THE INPUT below:
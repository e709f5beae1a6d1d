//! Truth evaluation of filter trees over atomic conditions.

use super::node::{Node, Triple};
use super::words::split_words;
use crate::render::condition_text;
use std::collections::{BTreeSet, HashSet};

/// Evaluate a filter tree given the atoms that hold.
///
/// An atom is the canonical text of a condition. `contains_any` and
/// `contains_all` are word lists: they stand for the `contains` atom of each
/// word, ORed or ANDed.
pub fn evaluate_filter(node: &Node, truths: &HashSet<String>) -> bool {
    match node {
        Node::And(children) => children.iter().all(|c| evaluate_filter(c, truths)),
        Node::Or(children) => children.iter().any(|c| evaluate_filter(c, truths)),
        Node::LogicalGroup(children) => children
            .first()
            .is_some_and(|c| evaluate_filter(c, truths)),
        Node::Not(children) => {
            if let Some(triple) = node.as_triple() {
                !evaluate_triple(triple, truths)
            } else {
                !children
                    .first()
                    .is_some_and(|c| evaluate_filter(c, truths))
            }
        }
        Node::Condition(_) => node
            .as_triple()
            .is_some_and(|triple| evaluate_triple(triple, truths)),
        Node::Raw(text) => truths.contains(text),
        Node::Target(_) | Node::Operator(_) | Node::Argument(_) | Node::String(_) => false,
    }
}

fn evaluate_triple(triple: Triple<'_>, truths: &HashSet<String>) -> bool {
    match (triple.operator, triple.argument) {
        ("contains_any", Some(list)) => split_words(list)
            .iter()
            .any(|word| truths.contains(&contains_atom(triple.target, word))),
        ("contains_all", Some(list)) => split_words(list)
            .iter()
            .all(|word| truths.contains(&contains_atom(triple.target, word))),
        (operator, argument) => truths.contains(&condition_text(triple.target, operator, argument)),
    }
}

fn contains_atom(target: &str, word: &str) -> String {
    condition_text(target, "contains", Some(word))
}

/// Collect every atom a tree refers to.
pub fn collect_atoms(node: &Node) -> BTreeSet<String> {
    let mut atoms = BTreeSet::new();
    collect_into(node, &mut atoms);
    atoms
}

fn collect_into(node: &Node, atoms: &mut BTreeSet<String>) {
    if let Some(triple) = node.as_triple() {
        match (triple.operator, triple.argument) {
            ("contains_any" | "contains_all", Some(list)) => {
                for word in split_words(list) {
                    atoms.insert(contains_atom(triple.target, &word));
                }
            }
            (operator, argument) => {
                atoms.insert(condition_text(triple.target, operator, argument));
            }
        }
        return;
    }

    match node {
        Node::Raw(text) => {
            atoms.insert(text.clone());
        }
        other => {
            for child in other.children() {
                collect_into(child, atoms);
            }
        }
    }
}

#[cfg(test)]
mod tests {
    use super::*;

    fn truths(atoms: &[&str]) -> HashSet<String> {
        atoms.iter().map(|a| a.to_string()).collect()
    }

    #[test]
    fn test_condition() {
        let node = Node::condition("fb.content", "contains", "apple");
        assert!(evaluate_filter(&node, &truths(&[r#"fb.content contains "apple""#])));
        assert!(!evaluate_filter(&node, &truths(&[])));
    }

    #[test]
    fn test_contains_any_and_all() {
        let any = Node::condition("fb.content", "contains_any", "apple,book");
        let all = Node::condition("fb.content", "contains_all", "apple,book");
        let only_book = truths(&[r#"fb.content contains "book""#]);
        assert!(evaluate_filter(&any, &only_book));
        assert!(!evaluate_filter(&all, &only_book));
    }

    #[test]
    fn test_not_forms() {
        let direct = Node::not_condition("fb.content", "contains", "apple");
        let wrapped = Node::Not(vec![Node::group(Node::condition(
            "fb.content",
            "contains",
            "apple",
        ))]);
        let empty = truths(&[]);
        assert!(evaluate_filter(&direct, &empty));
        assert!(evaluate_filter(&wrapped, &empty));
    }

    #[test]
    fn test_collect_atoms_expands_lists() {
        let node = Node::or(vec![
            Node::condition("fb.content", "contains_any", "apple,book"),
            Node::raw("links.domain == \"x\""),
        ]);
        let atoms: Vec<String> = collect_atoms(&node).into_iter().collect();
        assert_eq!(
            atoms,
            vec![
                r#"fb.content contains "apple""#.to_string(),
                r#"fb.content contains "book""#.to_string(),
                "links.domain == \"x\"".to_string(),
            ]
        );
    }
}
End of THE INPUT.
Transcribe exactly, and only, the lines from the one holding "assert!(!evaluate_filter(&all, &only_book));" through the final line of the listing.

        assert!(!evaluate_filter(&all, &only_book));
    }

    #[test]
    fn test_not_forms() {
        let direct = Node::not_condition("fb.content", "contains", "apple");
        let wrapped = Node::Not(vec![Node::group(Node::condition(
            "fb.content",
            "contains",
            "apple",
        ))]);
        let empty = truths(&[]);
        assert!(evaluate_filter(&direct, &empty));
        assert!(evaluate_filter(&wrapped, &empty));
    }

    #[test]
    fn test_collect_atoms_expands_lists() {
        let node = Node::or(vec![
            Node::condition("fb.content", "contains_any", "apple,book"),
            Node::raw("links.domain == \"x\""),
        ]);
        let atoms: Vec<String> = collect_atoms(&node).into_iter().collect();
        assert_eq!(
            atoms,
            vec![
                r#"fb.content contains "apple""#.to_string(),
                r#"fb.content contains "book""#.to_string(),
                "links.domain == \"x\"".to_string(),
            ]
        );
    }
}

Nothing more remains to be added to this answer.